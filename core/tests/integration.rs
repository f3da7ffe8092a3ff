//! End-to-end tests against the live mock sheet server.
//!
//! # Design
//! Starts the mock server on a random port, then drives `Dispatcher::call`
//! over real HTTP through `UreqTransport`, with sessions coming from a
//! `SessionProvider` backed by a `FileStore`.

use std::sync::Arc;

use rider_sync::{
    normalize_rut, AuthorizationTable, DispatchError, Dispatcher, FileStore, KeyValueStore,
    MemoryStore, NoSession, Role, SessionProvider, UreqTransport,
};
use serde_json::json;

const TABLE: &str = r#"{
    "passphrase": "Buses2026",
    "users": [
        {"email": "digita@liceo.cl", "role": "digitador"},
        {"email": "jefa@liceo.cl", "role": "admin"}
    ]
}"#;

async fn start_server() -> String {
    let listener = tokio::net::TcpListener::bind("127.0.0.1:0").await.unwrap();
    let addr = listener.local_addr().unwrap();
    tokio::spawn(sheet_mock_server::run(listener));
    format!("http://{addr}/")
}

#[tokio::test(flavor = "multi_thread")]
async fn rider_lifecycle_over_http() {
    // Step 1: start mock server and sign in.
    let url = start_server().await;
    let dir = tempfile::tempdir().unwrap();
    let store: Arc<dyn KeyValueStore> = Arc::new(FileStore::new(dir.path().join("local.json")));
    let sessions = Arc::new(SessionProvider::new(
        store.clone(),
        AuthorizationTable::from_json(TABLE).unwrap(),
    ));
    sessions.login("Digita@liceo.cl", "Buses2026").unwrap();
    assert!(sessions.require_role(&[Role::Digitador]).is_ok());

    let dispatcher = Dispatcher::new(store, sessions.clone(), Arc::new(UreqTransport::new()));

    // Step 2: unconfigured — nothing is sent.
    let err = dispatcher.call("ping", None).await.unwrap_err();
    assert!(matches!(err, DispatchError::Configuration));

    // Step 3: configure and ping; the session email travels in the envelope.
    dispatcher.configure(&url, "test-key").unwrap();
    let pong = dispatcher.call("ping", None).await.unwrap();
    assert_eq!(pong, json!({"pong": true, "email": "digita@liceo.cl"}));

    // Step 4: save a rider using a normalized RUT.
    let rut = normalize_rut("12.345.678 5");
    let saved = dispatcher
        .call("saveStudent", Some(json!({"rut": rut, "name": "Ana Rojas", "bus": "B1"})))
        .await
        .unwrap();
    assert_eq!(saved["rut"], "12345678-5");
    assert_eq!(saved["updatedBy"], "digita@liceo.cl");

    // Step 5: fetch it back through the legacy alias and nested payload.
    let fetched = dispatcher
        .call("getStudentByRut", Some(json!({"payload": {"rut": "12345678-5"}})))
        .await
        .unwrap();
    assert_eq!(fetched, saved);

    // Step 6: list buses through the legacy alias.
    let buses = dispatcher.call("listBusesWithLoad", None).await.unwrap();
    assert_eq!(buses[0]["id"], "B1");
    assert_eq!(buses[0]["load"], 1);

    // Step 7: server-side refusal surfaces as an application error.
    let err = dispatcher
        .call("saveStudent", Some(json!({"rut": "1-9"})))
        .await
        .unwrap_err();
    assert!(matches!(err, DispatchError::Application(_)));
    assert_eq!(err.to_string(), "rut and name are required");

    // Step 8: after logout the email falls back to empty.
    sessions.logout().unwrap();
    let pong = dispatcher.call("ping", None).await.unwrap();
    assert_eq!(pong["email"], "");
}

#[tokio::test(flavor = "multi_thread")]
async fn wrong_key_is_application_error() {
    let url = start_server().await;
    let dispatcher = Dispatcher::new(
        Arc::new(MemoryStore::new()),
        Arc::new(NoSession),
        Arc::new(UreqTransport::new()),
    );
    dispatcher.configure(&url, "wrong").unwrap();

    let err = dispatcher.call("ping", None).await.unwrap_err();
    assert_eq!(err.to_string(), "invalid api key");
}

#[tokio::test(flavor = "multi_thread")]
async fn unreachable_endpoint_is_transport_error() {
    // Reserve a port, then free it so nothing is listening.
    let listener = std::net::TcpListener::bind("127.0.0.1:0").unwrap();
    let addr = listener.local_addr().unwrap();
    drop(listener);

    let dispatcher = Dispatcher::new(
        Arc::new(MemoryStore::new()),
        Arc::new(NoSession),
        Arc::new(UreqTransport::new()),
    );
    dispatcher.configure(&format!("http://{addr}/"), "test-key").unwrap();

    let err = dispatcher.call("ping", None).await.unwrap_err();
    assert!(matches!(err, DispatchError::Transport(_)), "{err:?}");
}

#[tokio::test(flavor = "multi_thread")]
async fn concurrent_calls_are_independent() {
    let url = start_server().await;
    let dispatcher = Dispatcher::new(
        Arc::new(MemoryStore::new()),
        Arc::new(NoSession),
        Arc::new(UreqTransport::new()),
    );
    dispatcher.configure(&url, "test-key").unwrap();

    let calls = (0..4).map(|i| {
        let dispatcher = dispatcher.clone();
        tokio::spawn(async move {
            dispatcher
                .call("ping", Some(json!({"email": format!("op{i}@liceo.cl")})))
                .await
        })
    });
    for (i, handle) in calls.collect::<Vec<_>>().into_iter().enumerate() {
        let pong = handle.await.unwrap().unwrap();
        assert_eq!(pong["email"], format!("op{i}@liceo.cl"));
    }
}

#[tokio::test(flavor = "multi_thread")]
async fn large_envelope_is_read_in_full() {
    // 12 MB of data, past ureq's default body cap.
    let blob_len = 12 * 1024 * 1024;
    let body = json!({"ok": true, "data": "x".repeat(blob_len)}).to_string();
    let router = axum::Router::new().route("/", axum::routing::post(move || async move { body }));

    let listener = tokio::net::TcpListener::bind("127.0.0.1:0").await.unwrap();
    let addr = listener.local_addr().unwrap();
    tokio::spawn(async move { axum::serve(listener, router).await });

    let dispatcher = Dispatcher::new(
        Arc::new(MemoryStore::new()),
        Arc::new(NoSession),
        Arc::new(UreqTransport::new()),
    );
    dispatcher.configure(&format!("http://{addr}/"), "test-key").unwrap();

    let data = dispatcher.call("ping", None).await.unwrap();
    assert_eq!(data.as_str().map(str::len), Some(blob_len));
}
______________________________
Determine how many lines of the data above hold the word "async". Output that number only.

9